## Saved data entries
___

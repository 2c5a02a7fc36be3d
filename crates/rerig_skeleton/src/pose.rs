use glam::{Quat, Vec3};
use rustc_hash::FxHashMap;
use serde::{Deserialize, Serialize};

/// Authored offsets applied on top of a skeleton's reference pose.
///
/// The retarget pose is the baseline both skeletons are compared in, so it is
/// usually authored to bring source and target into a matching stance (e.g. both
/// in a T-pose) before any animation is transferred.
#[derive(Debug, Clone, Default, PartialEq, Serialize, Deserialize)]
#[serde(default)]
pub struct RetargetPose {
    /// Label used in diagnostics.
    pub name: String,
    /// Added to the retarget root's global translation.
    pub root_translation_delta: Vec3,
    /// Per-bone rotation offsets, applied in the bone's local frame after its
    /// reference local rotation.
    pub bone_rotation_offsets: FxHashMap<String, Quat>,
}

impl RetargetPose {
    #[must_use]
    pub fn new() -> Self {
        Self::default()
    }

    #[must_use]
    pub fn named(name: impl Into<String>) -> Self {
        Self {
            name: name.into(),
            ..Self::default()
        }
    }

    #[must_use]
    pub fn with_root_translation_delta(mut self, delta: Vec3) -> Self {
        self.root_translation_delta = delta;
        self
    }

    #[must_use]
    pub fn with_bone_rotation_offset(mut self, bone: impl Into<String>, offset: Quat) -> Self {
        self.bone_rotation_offsets.insert(bone.into(), offset);
        self
    }

    #[must_use]
    pub fn is_empty(&self) -> bool {
        self.root_translation_delta == Vec3::ZERO && self.bone_rotation_offsets.is_empty()
    }
}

___

## Problem
This exercise requires an exact copy of all the records.

## Result for this task
repository 2c5a02a7fc36be3d
filename crates/rerig_skeleton/src/pose.rs
use glam::{Quat, Vec3};
use rustc_hash::FxHashMap;
use serde::{Deserialize, Serialize};

/// Authored offsets applied on top of a skeleton's reference pose.
///
/// The retarget pose is the baseline both skeletons are compared in, so it is
/// usually authored to bring source and target into a matching stance (e.g. both
/// in a T-pose) before any animation is transferred.
#[derive(Debug, Clone, Default, PartialEq, Serialize, Deserialize)]
#[serde(default)]
pub struct RetargetPose {
    /// Label used in diagnostics.
    pub name: String,
    /// Added to the retarget root's global translation.
    pub root_translation_delta: Vec3,
    /// Per-bone rotation offsets, applied in the bone's local frame after its
    /// reference local rotation.
    pub bone_rotation_offsets: FxHashMap<String, Quat>,
}

impl RetargetPose {
    #[must_use]
    pub fn new() -> Self {
        Self::default()
    }

    #[must_use]
    pub fn named(name: impl Into<String>) -> Self {
        Self {
            name: name.into(),
            ..Self::default()
        }
    }

    #[must_use]
    pub fn with_root_translation_delta(mut self, delta: Vec3) -> Self {
        self.root_translation_delta = delta;
        self
    }

    #[must_use]
    pub fn with_bone_rotation_offset(mut self, bone: impl Into<String>, offset: Quat) -> Self {
        self.bone_rotation_offsets.insert(bone.into(), offset);
        self
    }

    #[must_use]
    pub fn is_empty(&self) -> bool {
        self.root_translation_delta == Vec3::ZERO && self.bone_rotation_offsets.is_empty()
    }
}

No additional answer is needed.